A polarised piezoelectric ceramic with electrodes can deform if a force is applied to it and produce electrical effects (such as discharge or charging). On the contrary, if a voltage is applied to the electrode of the ceramic chip, the ceramic chip will produce a deformation effect. This electrical effect due to deformation is called normal piezoelectric effect. The deformation effect due to the applied voltage is called the inverse piezoelectric effect. The piezoelectric effect reflects the linear coupling relation between pressure and electricity. Piezoelectric ceramics have a piezoelectric effect, which is determined by the structure of the piezoelectric ceramic itself, that is, its internal structure.
1. Internal structure of piezoelectric ceramics
(1) Piezoelectric ceramics are polycrystalline
After a piece of piezoelectric ceramics has been ground, polished and corroded, it can be clearly seen under a microscope that the whole ceramic body is composed of irregular "Mosaic" of small grains. Piezoelectric ceramics are composed of many small grains, in which the atoms are arranged regularly, but the crystal lattice direction of this grain is not necessarily the same as that of that grain. Therefore, on the whole, it is still chaotic and irregular, and this structure can be called polycrystal.
Crystal orientation of piezoelectric ceramic grains
(2) Internal structure of crystal
The common feature of the crystal structure is the periodic repetitive arrangement of the unit cells. Different types of crystals have different unit cell sizes, shapes, and atoms constituting the unit cell. If distinguished from the shape of the unit cell ( symmetry), thousands of crystals in the objective world can be classified into 32 symmetry types, of which there are 20 types of piezoelectric crystals.
At present, the most widely used piezoelectric ceramics belong to perovskite (CaTiO3) structure, such as barium titanate (BaTiO3) and titanate lead (PbTiO3), etc. Their common characteristic is the chemical molecular formula can be written in the same form as ABO3. The corresponding ions are arranged in the same position in the cell. A ion is located in the vertex angle of the hexahedron, oxygen ion is located in the six face centers of the hexahedron, and B ion is located in the center of the hexahedron. The whole grain is made up of repeated arrangement of such cells.
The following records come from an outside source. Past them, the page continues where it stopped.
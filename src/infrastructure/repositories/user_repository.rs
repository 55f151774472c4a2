//! SeaORM implementation of UserRepository

use async_trait::async_trait;
use sea_orm::sea_query::Expr;
use sea_orm::{
    ActiveModelTrait, ColumnTrait, Condition, DatabaseConnection, EntityTrait, QueryFilter, Set,
    TransactionTrait,
};

use crate::domain::{DomainError, NewUser, UserRepository};
use crate::models::user::{ActiveModel, Column, Entity as UserEntity, Model};
use crate::models::{favorite_movie, session};
use crate::utils::time::now_timestamp;

/// SeaORM-based implementation of UserRepository
pub struct SeaOrmUserRepository {
    db: DatabaseConnection,
}

impl SeaOrmUserRepository {
    pub fn new(db: DatabaseConnection) -> Self {
        Self { db }
    }
}

#[async_trait]
impl UserRepository for SeaOrmUserRepository {
    async fn create(&self, input: NewUser) -> Result<Model, DomainError> {
        let now = now_timestamp();

        let user = ActiveModel {
            username: Set(input.username),
            email: Set(input.email),
            password_hash: Set(input.password_hash),
            created_at: Set(now.clone()),
            updated_at: Set(now),
            deleted_at: Set(None),
            ..Default::default()
        };

        user.insert(&self.db).await.map_err(|e| {
            DomainError::from_db_with_duplicate(e, "username or email already exists")
        })
    }

    async fn find_active_by_login(&self, identifier: &str) -> Result<Option<Model>, DomainError> {
        let user = UserEntity::find()
            .filter(Column::DeletedAt.is_null())
            .filter(
                Condition::any()
                    .add(Column::Username.eq(identifier))
                    .add(Column::Email.eq(identifier)),
            )
            .one(&self.db)
            .await?;

        Ok(user)
    }

    async fn find_active_by_id(&self, id: i32) -> Result<Option<Model>, DomainError> {
        let user = UserEntity::find_by_id(id)
            .filter(Column::DeletedAt.is_null())
            .one(&self.db)
            .await?;

        Ok(user)
    }

    async fn soft_delete(&self, id: i32) -> Result<(), DomainError> {
        let now = now_timestamp();
        let txn = self.db.begin().await?;

        let result = UserEntity::update_many()
            .col_expr(Column::DeletedAt, Expr::value(now.clone()))
            .col_expr(Column::UpdatedAt, Expr::value(now.clone()))
            .filter(Column::Id.eq(id))
            .filter(Column::DeletedAt.is_null())
            .exec(&txn)
            .await?;

        if result.rows_affected == 0 {
            txn.rollback().await?;
            return Err(DomainError::NotFound);
        }

        favorite_movie::Entity::update_many()
            .col_expr(favorite_movie::Column::DeletedAt, Expr::value(now.clone()))
            .col_expr(favorite_movie::Column::UpdatedAt, Expr::value(now))
            .filter(favorite_movie::Column::UserId.eq(id))
            .filter(favorite_movie::Column::DeletedAt.is_null())
            .exec(&txn)
            .await?;

        session::Entity::delete_many()
            .filter(session::Column::UserId.eq(id))
            .exec(&txn)
            .await?;

        txn.commit().await?;
        Ok(())
    }
}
In fact, in addition to a single compound (such as BaTiO3 ceramic or PbTiO3 ceramic), the piezoelectric ceramic materials currently produced can also be formed by two or more ABO3 forms (some of which are not ABO3 forms) compounds. The solid solution. For example, the most widely used lead zirconate titanate (PZT) is the solid solution of lead zirconate-lead titanate.
(3) The crystal structure changes with temperature
The crystal structure of piezoelectric materials is not static, it will change with temperature, from quantity to quality. For ABO3 crystals with a perovskite structure, such as BaTiO3 and PbTiO3, when the temperature is higher than the phase transition temperature, the crystal lattice is a cubic crystal system without piezoelectric effect. The transformation from one crystal system to another causes a qualitative change in the structure, which physics calls a phase change. Because it is in a solid state before and after the phase transition, it is also called "solid-solid phase transition".
Tc is called phase transition humidity. For piezoelectric ceramics, there is no piezoelectric effect above Tc. Below Tc, there is a piezoelectric effect, so Tc is also called curie temperature.
Piezoelectric ceramics made of different materials (even when the same material contains different impurities) have different curie temperatures. When the temperature is equal to the curie temperature, the crystal lattice changes suddenly, that is, it changes from one crystal system to another.